Again history helps us find track of this kind of issues. We remember all the disaster from tornado to earthquakes, from extreme party elections rules changes to war.

History shows us that a telecom operator or a public media broadcaster have to above all things, support the communication, interconnection and access to the information to every one. Will this information be a single page explaining where to go, where to escape, where to gather, like a message repeatedly sent through radio.

It’s also important to think wide enough. Do we still need to forbid multi-cast or board-cast in such a situation? The TCP/IP protocol was made for disaster recovery. It was built to be distributed.

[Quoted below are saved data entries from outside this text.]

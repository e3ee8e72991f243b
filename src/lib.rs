//! Chore board: household chore tracking client.

pub mod api;
pub mod app;
pub mod commands;
pub mod config;
pub mod error;
pub mod model;
pub mod push;
pub mod render;
pub mod session;
pub mod sync;
pub mod view;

So yes, I think an asteroid crashing in Brussels should also be considered as a major issue.

Anecdotes

While installing duplicate hardware and because we ordered a lot of hardware, once we had two Ethernet cards with the same factory mac address connected on the same network. It took us about two days to find out, and it’s after plugin, in and out every server that we isolated the one with the issue and had the idea to search for mac addresses … The process of server installation was adapted accordingly: Do a MAC address lookup prior to connect the server to the network.

The heavy equipment cutting a line can sometimes be: the cleaning guy was looking for a power outlet to plug the vacuum cleaner…

What’s your experience and anecdotes with disaster recovery?